[TASK PROMPT] Type each record below again, with the same words.

[DATA FOR THIS EXERCISE]
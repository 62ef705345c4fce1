// Public API for the qwen-tts-relay library

pub mod config;
pub mod errors;
pub mod handlers;
pub mod router;
pub mod state;
pub mod trace;
pub mod tts;

// Re-export commonly used types
pub use errors::{RelayError, Result};
pub use state::AppState;
pub use tts::qwen_tts::qwen_tts::QwenTTS;
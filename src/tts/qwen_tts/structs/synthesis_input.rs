use serde::{Deserialize, Serialize};

/// Input section of an upstream synthesis request.
///
/// `voice` lives here, nested under `input`, not under `parameters`.
/// The upstream API rejects requests with the field anywhere else.
#[derive(Serialize, Deserialize, Debug, Clone, PartialEq)]
pub struct SynthesisInput {
    pub text: String,
    pub voice: String,
}
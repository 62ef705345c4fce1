pub mod qwen_tts;
pub mod structs;
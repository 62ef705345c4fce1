use serde::Deserialize;

#[derive(Deserialize, Clone)]
pub struct Config {
    /// Address the HTTP server binds to, e.g. "0.0.0.0:3000".
    pub bind_address: String,
    /// Override for the upstream synthesis endpoint. Defaults to DashScope.
    pub upstream_url: Option<String>,
    /// Server-side fallback API key used when a caller omits the
    /// `x-api-key` header. There is no compiled-in default; requests
    /// without a key fail when this is unset.
    pub api_key: Option<String>,
    pub otel_http_url: Option<String>,
}
use axum::Json;

/// GET /health - Health check
pub async fn health() -> Json<serde_json::Value> {
    Json(serde_json::json!({
        "status": "healthy",
        "service": "qwen-tts-relay"
    }))
}
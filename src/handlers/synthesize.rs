use axum::{
    extract::State,
    http::{header, HeaderMap},
    response::{IntoResponse, Response},
    Json,
};
use serde::Deserialize;

use crate::errors::{constants, validation, RelayError, Result};
use crate::state::AppState;
use crate::tts::qwen_tts::structs::synthesize_request::SynthesizeRequest;

#[derive(Debug, Deserialize)]
pub struct SynthesizeBody {
    pub text: Option<String>,
    pub model: Option<String>,
    pub voice: Option<String>,
    pub language: Option<String>,
}

/// POST /synthesize - relay text to the upstream TTS API and return the
/// audio bytes as a WAV attachment.
pub async fn synthesize(
    State(state): State<AppState>,
    headers: HeaderMap,
    Json(body): Json<SynthesizeBody>,
) -> Result<Response> {
    let text = body.text.unwrap_or_default();
    validation::validate_tts_text(&text)?;

    let api_key = resolve_api_key(&headers, &state)?;

    let request = SynthesizeRequest::new(text, body.model, body.voice, body.language);
    let audio = state.tts.synthesize(request, &api_key).await?;

    Ok((
        [
            (header::CONTENT_TYPE, constants::OUTPUT_MIME),
            (header::CONTENT_DISPOSITION, constants::OUTPUT_DISPOSITION),
        ],
        audio,
    )
        .into_response())
}

/// Resolve the upstream API key: caller-supplied header first, then the
/// configured server-side fallback. There is no compiled-in default.
fn resolve_api_key(headers: &HeaderMap, state: &AppState) -> Result<String> {
    if let Some(value) = headers
        .get(constants::API_KEY_HEADER)
        .and_then(|value| value.to_str().ok())
    {
        if !value.trim().is_empty() {
            return Ok(value.to_string());
        }
    }

    state
        .fallback_api_key
        .clone()
        .ok_or_else(|| RelayError::invalid_input("Please provide a valid API Key"))
}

[RESPONSE TO THIS TASK]
repository 62ef705345c4fce1
// Public API for the qwen-tts-relay library

pub mod config;
pub mod errors;
pub mod handlers;
pub mod router;
pub mod state;
pub mod trace;
pub mod tts;

// Re-export commonly used types
pub use errors::{RelayError, Result};
pub use state::AppState;
pub use tts::qwen_tts::qwen_tts::QwenTTS;
filename src/tts/qwen_tts/structs/synthesis_input.rs
use serde::{Deserialize, Serialize};

/// Input section of an upstream synthesis request.
///
/// `voice` lives here, nested under `input`, not under `parameters`.
/// The upstream API rejects requests with the field anywhere else.
#[derive(Serialize, Deserialize, Debug, Clone, PartialEq)]
pub struct SynthesisInput {
    pub text: String,
    pub voice: String,
}
repository 62ef705345c4fce1
pub mod qwen_tts;
pub mod structs;
repository 62ef705345c4fce1
use serde::Deserialize;

#[derive(Deserialize, Clone)]
pub struct Config {
    /// Address the HTTP server binds to, e.g. "0.0.0.0:3000".
    pub bind_address: String,
    /// Override for the upstream synthesis endpoint. Defaults to DashScope.
    pub upstream_url: Option<String>,
    /// Server-side fallback API key used when a caller omits the
    /// `x-api-key` header. There is no compiled-in default; requests
    /// without a key fail when this is unset.
    pub api_key: Option<String>,
    pub otel_http_url: Option<String>,
}
use axum::Json;

/// GET /health - Health check
pub async fn health() -> Json<serde_json::Value> {
    Json(serde_json::json!({
        "status": "healthy",
        "service": "qwen-tts-relay"
    }))
}
filename src/handlers/synthesize.rs
use axum::{
    extract::State,
    http::{header, HeaderMap},
    response::{IntoResponse, Response},
    Json,
};
use serde::Deserialize;

use crate::errors::{constants, validation, RelayError, Result};
use crate::state::AppState;
use crate::tts::qwen_tts::structs::synthesize_request::SynthesizeRequest;

#[derive(Debug, Deserialize)]
pub struct SynthesizeBody {
    pub text: Option<String>,
    pub model: Option<String>,
    pub voice: Option<String>,
    pub language: Option<String>,
}

/// POST /synthesize - relay text to the upstream TTS API and return the
/// audio bytes as a WAV attachment.
pub async fn synthesize(
    State(state): State<AppState>,
    headers: HeaderMap,
    Json(body): Json<SynthesizeBody>,
) -> Result<Response> {
    let text = body.text.unwrap_or_default();
    validation::validate_tts_text(&text)?;

    let api_key = resolve_api_key(&headers, &state)?;

    let request = SynthesizeRequest::new(text, body.model, body.voice, body.language);
    let audio = state.tts.synthesize(request, &api_key).await?;

    Ok((
        [
            (header::CONTENT_TYPE, constants::OUTPUT_MIME),
            (header::CONTENT_DISPOSITION, constants::OUTPUT_DISPOSITION),
        ],
        audio,
    )
        .into_response())
}

/// Resolve the upstream API key: caller-supplied header first, then the
/// configured server-side fallback. There is no compiled-in default.
fn resolve_api_key(headers: &HeaderMap, state: &AppState) -> Result<String> {
    if let Some(value) = headers
        .get(constants::API_KEY_HEADER)
        .and_then(|value| value.to_str().ok())
    {
        if !value.trim().is_empty() {
            return Ok(value.to_string());
        }
    }

    state
        .fallback_api_key
        .clone()
        .ok_or_else(|| RelayError::invalid_input("Please provide a valid API Key"))
}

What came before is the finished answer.